Of course, with the explosion of marketing tools out there, you pretty quickly buy or implement a fourth marketing system because everyone needs a social sign-on for their website nowadays! Integrating the other systems you already had with this new one means creating an additional three integrations, and you end up with six integrations in total.
Within months you have a fifth system, MailChimp, and again you want to synchronize customer data with all of them. Another four integrations are needed, so you have a need for 10(!) integrations in total now. Except, realistically you probably don’t because one person isn’t responsible for these solutions and there aren’t enough resources to make this happen within most marketing orgs.

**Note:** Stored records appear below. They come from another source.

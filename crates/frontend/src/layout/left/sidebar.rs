//! Activity bar: the icon column at the far left of the workbench.

use leptos::prelude::*;

use crate::layout::global_context::use_global;
use crate::layout::modal_service::{use_modals, ModalKind};
use crate::shared::config::config;
use crate::shared::i18n::use_language;
use crate::shared::icons::icon;
use crate::shared::theme::use_theme;

#[component]
pub fn Sidebar() -> impl IntoView {
    let ctx = use_global();
    let theme = use_theme();
    let lang = use_language();
    let modals = use_modals();

    view! {
        <nav class="activity-bar">
            <div class="activity-bar__top">
                <button
                    class="activity-bar__item"
                    class:activity-bar__item--active=move || ctx.explorer_open.get()
                    title=move || lang.t("sidebar.explorer")
                    on:click=move |_| ctx.toggle_explorer()
                >
                    {icon("files")}
                </button>
                <button
                    class="activity-bar__item"
                    title=move || lang.t("pages.home")
                    on:click=move |_| ctx.go_home()
                >
                    {icon("home")}
                </button>
                <button
                    class="activity-bar__item"
                    class:activity-bar__item--active=move || ctx.terminal_open.get()
                    title=move || lang.t("shortcuts.terminal")
                    on:click=move |_| ctx.toggle_terminal()
                >
                    {icon("terminal")}
                </button>
                <button
                    class="activity-bar__item"
                    title=move || lang.t("rating.evaluate")
                    on:click=move |_| modals.show(ModalKind::Rating)
                >
                    {icon("star")}
                </button>
                <a
                    class="activity-bar__item"
                    href=config().site.github_url.clone()
                    target="_blank"
                    rel="noreferrer"
                >
                    {icon("github")}
                </a>
            </div>
            <div class="activity-bar__bottom">
                <button
                    class="activity-bar__item"
                    title=move || lang.t("shortcuts.language")
                    on:click=move |_| lang.change_language()
                >
                    {icon("globe")}
                </button>
                <button
                    class="activity-bar__item"
                    title=move || lang.t("shortcuts.theme")
                    on:click=move |_| theme.toggle_theme()
                >
                    {icon("theme")}
                </button>
            </div>
        </nav>
    }
}
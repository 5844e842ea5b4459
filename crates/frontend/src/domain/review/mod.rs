pub mod api;
pub mod messages;
pub mod ui;
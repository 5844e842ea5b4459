use contracts::domain::review::{CreateReviewRequest, Review};

use crate::shared::api_utils::{api_url, get_json, post_json};
use crate::shared::error::ServiceError;

const REVIEW_PATH: &str = "/review";

/// `GET /review`
pub async fn fetch_all() -> Result<Vec<Review>, ServiceError> {
    get_json(&api_url(REVIEW_PATH)).await
}

/// `POST /review`; the API answers with the stored review.
pub async fn create(request: &CreateReviewRequest) -> Result<Review, ServiceError> {
    post_json(&api_url(REVIEW_PATH), request).await
}
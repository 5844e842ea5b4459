use gloo_timers::future::TimeoutFuture;
use leptos::prelude::*;
use wasm_bindgen_futures::spawn_local;

use crate::layout::modal_service::{use_modals, Modal, ModalKind};
use crate::shared::i18n::use_language;
use crate::shared::keyboard::Shortcut;

const SHOW_AFTER_MS: u32 = 2_500;
const HIDE_AFTER_MS: u32 = 5_000;

/// Keyboard shortcut hint shown briefly after start-up.
#[component]
pub fn ShortcutsModal() -> impl IntoView {
    let modals = use_modals();
    let lang = use_language();

    spawn_local(async move {
        TimeoutFuture::new(SHOW_AFTER_MS).await;
        modals.show(ModalKind::Shortcuts);
        TimeoutFuture::new(HIDE_AFTER_MS).await;
        modals.hide(ModalKind::Shortcuts);
    });

    view! {
        <Modal kind=ModalKind::Shortcuts>
            <div class="shortcuts">
                <h3 class="shortcuts__title">{move || lang.t("shortcuts.title")}</h3>
                <ul class="shortcuts__list">
                    {Shortcut::all()
                        .into_iter()
                        .map(|s| view! {
                            <li class="shortcuts__row">
                                <span>{move || lang.t(s.label_key())}</span>
                                <kbd>{s.keys()}</kbd>
                            </li>
                        })
                        .collect_view()}
                </ul>
            </div>
        </Modal>
    }
}
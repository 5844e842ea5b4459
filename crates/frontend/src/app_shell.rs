//! Application shell: wires routing and global shortcuts around the workbench.

use leptos::ev;
use leptos::prelude::*;

use crate::layout::global_context::{use_global, AppGlobalContext};
use crate::layout::Shell;
use crate::shared::i18n::{use_language, LanguageContext};
use crate::shared::keyboard::Shortcut;
use crate::shared::theme::{use_theme, ThemeContext};

fn run_shortcut(
    shortcut: Shortcut,
    ctx: AppGlobalContext,
    theme: ThemeContext,
    lang: LanguageContext,
) {
    log::debug!("shortcut: {:?}", shortcut);
    match shortcut {
        Shortcut::ToggleTerminal => ctx.toggle_terminal(),
        Shortcut::ToggleTheme => theme.toggle_theme(),
        Shortcut::ChangeLanguage => lang.change_language(),
        Shortcut::ToggleExplorer => ctx.toggle_explorer(),
        Shortcut::GoHome => ctx.go_home(),
        Shortcut::SavePage => ctx.save_selected(),
    }
}

#[component]
pub fn AppShell() -> impl IntoView {
    let ctx = use_global();
    let theme = use_theme();
    let lang = use_language();

    ctx.init_router_integration();

    // Built-in page names follow the language.
    Effect::new(move |_| ctx.set_language(lang.language.get()));

    let handle = window_event_listener(ev::keydown, move |e: web_sys::KeyboardEvent| {
        if let Some(shortcut) = Shortcut::from_key(e.ctrl_key(), &e.key()) {
            e.prevent_default();
            run_shortcut(shortcut, ctx, theme, lang);
        }
    });
    on_cleanup(move || handle.remove());

    view! { <Shell /> }
}
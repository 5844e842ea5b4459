pub mod command;
pub mod review;
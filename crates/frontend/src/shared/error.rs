//! Errors produced at the HTTP service boundary.
//!
//! Service calls never panic and never throw into the UI: every failure is
//! resolved into a [`ServiceError`] value that the caller inspects.

use contracts::shared::api_error::ApiErrorBody;
use thiserror::Error;

#[derive(Debug, Clone, PartialEq, Error)]
pub enum ServiceError {
    #[error("Network error: {0}")]
    Network(String),

    #[error("Failed to parse response: {0}")]
    Decode(String),

    #[error("Validation failed: {}", .messages.join("; "))]
    Validation { messages: Vec<String> },

    #[error("Too many requests")]
    RateLimited,

    #[error("Server error: {status}")]
    Server { status: u16 },

    #[error("HTTP error: {status}")]
    Http { status: u16 },

    #[error("Empty response")]
    EmptyResponse,
}

impl ServiceError {
    /// Classifies a non-2xx response by status code and raw body.
    pub fn from_status(status: u16, body: &str) -> Self {
        match status {
            400 => {
                let messages = serde_json::from_str::<ApiErrorBody>(body)
                    .map(|b| b.messages())
                    .unwrap_or_default();
                if messages.is_empty() {
                    ServiceError::Http { status }
                } else {
                    ServiceError::Validation { messages }
                }
            }
            429 => ServiceError::RateLimited,
            s if s >= 500 => ServiceError::Server { status },
            _ => ServiceError::Http { status },
        }
    }

    pub fn status(&self) -> Option<u16> {
        match self {
            ServiceError::Validation { .. } => Some(400),
            ServiceError::RateLimited => Some(429),
            ServiceError::Server { status } | ServiceError::Http { status } => Some(*status),
            _ => None,
        }
    }
}
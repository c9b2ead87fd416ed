use std::sync::Arc;

use shared::domain::DocumentResult;
use workflow_client::{CatalogService, WorkflowService};

use crate::controller::{
    events::{UiError, UiErrorContext, WorkflowCommand},
    orchestration::execute_command,
    reducer::WizardController,
    view::WizardView,
};

/// Async driver pairing a [`WizardController`] with the services it talks to.
///
/// Each async action returns once every call it triggered has settled; the
/// returned error is the one the controller surfaced for that action.
pub struct Wizard {
    controller: WizardController,
    workflow: Arc<dyn WorkflowService>,
    catalog: Arc<dyn CatalogService>,
}

impl Wizard {
    pub fn new(workflow: Arc<dyn WorkflowService>, catalog: Arc<dyn CatalogService>) -> Self {
        Self {
            controller: WizardController::new(),
            workflow,
            catalog,
        }
    }

    pub fn with_client<C>(client: Arc<C>) -> Self
    where
        C: WorkflowService + CatalogService + 'static,
    {
        Self::new(client.clone(), client)
    }

    pub fn controller(&self) -> &WizardController {
        &self.controller
    }

    pub fn view(&self) -> WizardView<'_> {
        self.controller.view()
    }

    pub async fn load_catalogs(&mut self) -> Result<(), UiError> {
        let command = self.controller.load_catalogs()?;
        self.settle(command).await
    }

    pub fn select_project(&mut self, project: impl Into<String>) -> Result<(), UiError> {
        self.controller.select_project(project)
    }

    pub fn select_template(&mut self, template: impl Into<String>) -> Result<(), UiError> {
        self.controller.select_template(template)
    }

    pub async fn start(&mut self) -> Result<(), UiError> {
        let command = self.controller.start()?;
        self.settle(command).await
    }

    pub fn edit_answer(&mut self, raw: impl Into<String>) -> Result<(), UiError> {
        self.controller.edit_answer(raw)
    }

    pub async fn go_next(&mut self) -> Result<(), UiError> {
        match self.controller.go_next()? {
            Some(command) => self.settle(command).await,
            None => Ok(()),
        }
    }

    pub fn go_prev(&mut self) -> Result<(), UiError> {
        self.controller.go_prev()
    }

    pub async fn generate(&mut self) -> Result<&DocumentResult, UiError> {
        let command = self.controller.generate()?;
        self.settle(command).await?;
        self.controller.document().ok_or_else(|| {
            UiError::validation(
                UiErrorContext::Generate,
                "The server did not return a specification.",
            )
        })
    }

    pub fn reset(&mut self) -> Result<(), UiError> {
        self.controller.reset()
    }

    async fn settle(&mut self, command: WorkflowCommand) -> Result<(), UiError> {
        let mut next = Some(command);
        while let Some(command) = next.take() {
            let event =
                execute_command(self.workflow.as_ref(), self.catalog.as_ref(), command).await;
            next = self.controller.apply(event);
        }
        match self.controller.error() {
            Some(err) => Err(err.clone()),
            None => Ok(()),
        }
    }
}
//! Read-only projection of the controller for a front-end to render.

use shared::domain::{CatalogEntry, DocumentResult, Question};

use super::{
    progress::Progress,
    reducer::WizardController,
    state::{Selection, Stage},
};

#[derive(Debug, Clone, PartialEq, Eq)]
pub enum WizardView<'a> {
    Select(SelectView<'a>),
    Answer(AnswerView<'a>),
    Generate(GenerateView<'a>),
}

#[derive(Debug, Clone, PartialEq, Eq)]
pub struct SelectView<'a> {
    pub selection: &'a Selection,
    pub projects: &'a [CatalogEntry],
    pub templates: &'a [CatalogEntry],
    /// False until a catalog load has succeeded.
    pub catalogs_loaded: bool,
    pub notices: Vec<&'static str>,
    pub busy: bool,
    pub can_start: bool,
}

#[derive(Debug, Clone, PartialEq, Eq)]
pub struct AnswerView<'a> {
    pub question: &'a Question,
    /// 1-based.
    pub position: usize,
    pub total: usize,
    pub draft: &'a str,
    pub progress: Progress,
    pub can_go_prev: bool,
    pub is_last: bool,
    pub busy: bool,
}

#[derive(Debug, Clone, PartialEq, Eq)]
pub struct GenerateView<'a> {
    pub busy: bool,
    pub can_generate: bool,
    pub progress: Progress,
    pub document: Option<&'a DocumentResult>,
    pub downloads: Vec<DownloadLink<'a>>,
    pub record_link: Option<&'a str>,
    pub warnings: Vec<String>,
}

#[derive(Debug, Clone, Copy, PartialEq, Eq)]
pub struct DownloadLink<'a> {
    pub label: &'static str,
    pub url: &'a str,
}

impl<'a> WizardView<'a> {
    pub(crate) fn of(controller: &'a WizardController) -> Self {
        let busy = controller.is_busy();
        match (controller.stage(), controller.current_question()) {
            (Stage::Selecting, _) => WizardView::Select(SelectView {
                selection: controller.selection(),
                projects: &controller.catalogs().projects,
                templates: &controller.catalogs().templates,
                catalogs_loaded: controller.catalogs().loaded,
                notices: controller.catalogs().notices(),
                busy,
                can_start: !busy && controller.selection().is_complete(),
            }),
            (Stage::Answering, Some(question)) => WizardView::Answer(AnswerView {
                question,
                position: controller.cursor() + 1,
                total: controller.questions().len(),
                draft: controller.draft(),
                progress: controller.progress(),
                can_go_prev: controller.can_go_prev(),
                is_last: controller.is_last_question(),
                busy,
            }),
            _ => {
                let document = controller.document();
                WizardView::Generate(GenerateView {
                    busy,
                    can_generate: controller.can_generate(),
                    progress: controller.progress(),
                    document,
                    downloads: document
                        .map(|document| {
                            document
                                .artifacts
                                .iter()
                                .map(|artifact| DownloadLink {
                                    label: artifact.format.label(),
                                    url: artifact.url.as_str(),
                                })
                                .collect()
                        })
                        .unwrap_or_default(),
                    record_link: document.map(|document| document.record_url.as_str()),
                    warnings: document.map(DocumentResult::warnings).unwrap_or_default(),
                })
            }
        }
    }
}
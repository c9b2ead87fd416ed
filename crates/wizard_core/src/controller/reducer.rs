//! Wizard state and the transitions user actions and workflow events drive.
//!
//! The controller performs no I/O. User actions either fail locally or return
//! the [`WorkflowCommand`] to execute; the outcome comes back through
//! [`WizardController::apply`]. While a command is outstanding every user
//! action is rejected, so one stage can never have two calls in flight.

use shared::domain::{DocumentResult, Question, SessionId};
use tracing::{debug, info, warn};

use super::{
    events::{UiError, UiErrorContext, WorkflowCommand, WorkflowEvent},
    progress::Progress,
    state::{Catalogs, PendingOp, Selection, Stage},
    view::WizardView,
};

#[derive(Debug, Clone, Default)]
pub struct WizardController {
    stage: Stage,
    selection: Selection,
    catalogs: Catalogs,
    session: Option<SessionId>,
    questions: Vec<Question>,
    cursor: usize,
    draft: String,
    pending: Option<PendingOp>,
    error: Option<UiError>,
    document: Option<DocumentResult>,
}

impl WizardController {
    pub fn new() -> Self {
        Self::default()
    }

    pub fn stage(&self) -> Stage {
        self.stage
    }

    pub fn selection(&self) -> &Selection {
        &self.selection
    }

    pub fn catalogs(&self) -> &Catalogs {
        &self.catalogs
    }

    pub fn session(&self) -> Option<&SessionId> {
        self.session.as_ref()
    }

    pub fn questions(&self) -> &[Question] {
        &self.questions
    }

    pub fn cursor(&self) -> usize {
        self.cursor
    }

    pub fn current_question(&self) -> Option<&Question> {
        match self.stage {
            Stage::Answering => self.questions.get(self.cursor),
            _ => None,
        }
    }

    /// In-progress answer for the current question, not yet stored.
    pub fn draft(&self) -> &str {
        &self.draft
    }

    pub fn progress(&self) -> Progress {
        Progress::of(&self.questions)
    }

    pub fn is_busy(&self) -> bool {
        self.pending.is_some()
    }

    pub fn error(&self) -> Option<&UiError> {
        self.error.as_ref()
    }

    pub fn document(&self) -> Option<&DocumentResult> {
        self.document.as_ref()
    }

    pub fn is_last_question(&self) -> bool {
        !self.questions.is_empty() && self.cursor + 1 == self.questions.len()
    }

    pub fn can_go_prev(&self) -> bool {
        self.stage == Stage::Answering && !self.is_busy() && self.cursor > 0
    }

    pub fn can_generate(&self) -> bool {
        self.stage == Stage::Generating && !self.is_busy() && self.document.is_none()
    }

    pub fn view(&self) -> WizardView<'_> {
        WizardView::of(self)
    }

    pub fn select_project(&mut self, project: impl Into<String>) -> Result<(), UiError> {
        self.guard(Stage::Selecting, UiErrorContext::Start)?;
        self.selection.project = project.into();
        Ok(())
    }

    pub fn select_template(&mut self, template: impl Into<String>) -> Result<(), UiError> {
        self.guard(Stage::Selecting, UiErrorContext::Start)?;
        self.selection.template = template.into();
        Ok(())
    }

    pub fn load_catalogs(&mut self) -> Result<WorkflowCommand, UiError> {
        self.guard(Stage::Selecting, UiErrorContext::Catalog)?;
        self.begin(PendingOp::LoadCatalogs);
        Ok(WorkflowCommand::LoadCatalogs)
    }

    /// Both selections must be present before anything is sent.
    pub fn start(&mut self) -> Result<WorkflowCommand, UiError> {
        self.guard(Stage::Selecting, UiErrorContext::Start)?;
        let (project, template) = match self.selection.validate() {
            Ok(ids) => ids,
            Err(err) => return Err(self.fail(err)),
        };

        self.session = None;
        self.questions.clear();
        self.begin(PendingOp::CreateSession);
        info!(%project, %template, "starting specification session");
        Ok(WorkflowCommand::CreateSession { project, template })
    }

    pub fn edit_answer(&mut self, raw: impl Into<String>) -> Result<(), UiError> {
        self.guard(Stage::Answering, UiErrorContext::Answer)?;
        self.draft = raw.into();
        Ok(())
    }

    /// Stores the draft, then advances; on the last question this returns
    /// the save command instead and the cursor stays put.
    pub fn go_next(&mut self) -> Result<Option<WorkflowCommand>, UiError> {
        self.guard(Stage::Answering, UiErrorContext::Answer)?;
        self.persist_draft()?;

        if !self.is_last_question() {
            self.move_cursor(self.cursor + 1);
            self.error = None;
            return Ok(None);
        }

        let Some(session) = self.session.clone() else {
            return Err(self.fail(UiError::validation(
                UiErrorContext::SaveAnswers,
                "No active session; start the wizard again.",
            )));
        };
        self.begin(PendingOp::SaveAnswers);
        debug!(%session, questions = self.questions.len(), "saving answers");
        Ok(Some(WorkflowCommand::SaveAnswers {
            session,
            questions: self.questions.clone(),
        }))
    }

    pub fn go_prev(&mut self) -> Result<(), UiError> {
        self.guard(Stage::Answering, UiErrorContext::Answer)?;
        self.persist_draft()?;
        if self.cursor > 0 {
            self.move_cursor(self.cursor - 1);
        }
        self.error = None;
        Ok(())
    }

    pub fn generate(&mut self) -> Result<WorkflowCommand, UiError> {
        self.guard(Stage::Generating, UiErrorContext::Generate)?;
        if self.document.is_some() {
            return Err(self.fail(UiError::validation(
                UiErrorContext::Generate,
                "The specification has already been generated.",
            )));
        }
        let Some(session) = self.session.clone() else {
            return Err(self.fail(UiError::validation(
                UiErrorContext::Generate,
                "No active session; start the wizard again.",
            )));
        };
        self.begin(PendingOp::GenerateDocument);
        info!(%session, "generating specification");
        Ok(WorkflowCommand::GenerateDocument { session })
    }

    /// Discards the run; the selection and catalogs are kept.
    pub fn reset(&mut self) -> Result<(), UiError> {
        if self.is_busy() {
            return Err(self.fail(UiError::busy(UiErrorContext::Start)));
        }
        *self = Self {
            selection: std::mem::take(&mut self.selection),
            catalogs: std::mem::take(&mut self.catalogs),
            ..Self::default()
        };
        debug!("wizard reset");
        Ok(())
    }

    /// Folds a settled command back into the state, returning a follow-up
    /// command when the workflow continues on its own.
    pub fn apply(&mut self, event: WorkflowEvent) -> Option<WorkflowCommand> {
        match (self.pending.take(), event) {
            (Some(PendingOp::LoadCatalogs), WorkflowEvent::CatalogsLoaded { projects, templates }) => {
                debug!(
                    projects = projects.len(),
                    templates = templates.len(),
                    "catalogs loaded"
                );
                self.catalogs = Catalogs {
                    projects,
                    templates,
                    loaded: true,
                };
                None
            }
            (Some(PendingOp::LoadCatalogs), WorkflowEvent::CatalogsFailed(err)) => {
                self.record_failure(UiErrorContext::Catalog, &err);
                None
            }
            (Some(PendingOp::CreateSession), WorkflowEvent::SessionCreated(session)) => {
                self.pending = Some(PendingOp::GenerateQuestions {
                    session: session.clone(),
                });
                Some(WorkflowCommand::GenerateQuestions { session })
            }
            (Some(PendingOp::CreateSession), WorkflowEvent::SessionFailed(err)) => {
                self.record_failure(UiErrorContext::Start, &err);
                None
            }
            (
                Some(PendingOp::GenerateQuestions { session }),
                WorkflowEvent::QuestionsGenerated(questions),
            ) => {
                info!(%session, questions = questions.len(), "question set received");
                self.session = Some(session);
                self.questions = questions;
                if self.questions.is_empty() {
                    self.stage = Stage::Generating;
                } else {
                    self.stage = Stage::Answering;
                    self.move_cursor(0);
                }
                None
            }
            (
                Some(PendingOp::GenerateQuestions { session }),
                WorkflowEvent::QuestionsFailed(err),
            ) => {
                debug!(%session, "discarding session after failed question generation");
                self.record_failure(UiErrorContext::Start, &err);
                None
            }
            (Some(PendingOp::SaveAnswers), WorkflowEvent::AnswersSaved) => {
                self.stage = Stage::Generating;
                None
            }
            (Some(PendingOp::SaveAnswers), WorkflowEvent::AnswersFailed(err)) => {
                self.record_failure(UiErrorContext::SaveAnswers, &err);
                None
            }
            (Some(PendingOp::GenerateDocument), WorkflowEvent::DocumentGenerated(document)) => {
                info!(
                    specification = %document.specification_id,
                    artifacts = document.artifacts.len(),
                    "specification ready"
                );
                self.document = Some(document);
                None
            }
            (Some(PendingOp::GenerateDocument), WorkflowEvent::DocumentFailed(err)) => {
                self.record_failure(UiErrorContext::Generate, &err);
                None
            }
            (pending, event) => {
                warn!(
                    event = event.name(),
                    pending = ?pending,
                    "ignoring workflow event that does not match the pending operation"
                );
                self.pending = pending;
                None
            }
        }
    }

    fn guard(&mut self, stage: Stage, context: UiErrorContext) -> Result<(), UiError> {
        if self.is_busy() {
            return Err(self.fail(UiError::busy(context)));
        }
        if self.stage != stage {
            return Err(self.fail(UiError::validation(
                context,
                format!("That action is not available while {:?}.", self.stage),
            )));
        }
        Ok(())
    }

    fn begin(&mut self, pending: PendingOp) {
        self.error = None;
        self.pending = Some(pending);
    }

    fn fail(&mut self, err: UiError) -> UiError {
        debug!(context = ?err.context(), message = err.message(), "wizard action rejected");
        self.error = Some(err.clone());
        err
    }

    fn record_failure(&mut self, context: UiErrorContext, err: &workflow_client::WorkflowError) {
        warn!(?context, error = %err, "workflow call failed");
        self.error = Some(UiError::from_workflow(context, err));
    }

    fn persist_draft(&mut self) -> Result<(), UiError> {
        let Some(question) = self.questions.get_mut(self.cursor) else {
            return Ok(());
        };
        if let Err(err) = question.set_answer(&self.draft) {
            return Err(self.fail(UiError::validation(UiErrorContext::Answer, err.to_string())));
        }
        Ok(())
    }

    fn move_cursor(&mut self, cursor: usize) {
        self.cursor = cursor;
        self.draft = self
            .questions
            .get(cursor)
            .map(|question| question.answer().to_string())
            .unwrap_or_default();
    }
}

#[cfg(test)]
#[path = "tests/reducer_tests.rs"]
mod tests;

But you see the pattern here. This pattern actually has a name: Triangular numbers. And the easy way to explain it is: how many handshakes are needed at a party if everyone needs to shake hands once with each other person?
This approach of connecting everything with everything else, which most of the time isn’t even a conscious decision by organizations, inevitably leads to issues. A spider web emerges with integrations of different depth and ability, which is impossible to maintain and for which there is no oversight at all. Different groups and organizations create their own integrations without a universal set of standards. You cannot centrally define audiences, do segmentation with various data types, or uncover actionable insights. Many of those integrations are error prone, ad-hoc, and you cannot rely on them.
But from chaos comes clarity. A growing need in the market to solve technology triangulation resulted in a new category of software called Customer Data Platforms (CDP). A CDP is a central system built for marketers that connects with all marketing systems and synchronizes customer data across all those same marketing systems. Customers that have a CDP will go from the Triangular Pattern of one-offs towards exactly one integration per marketing system: the one with your CDP.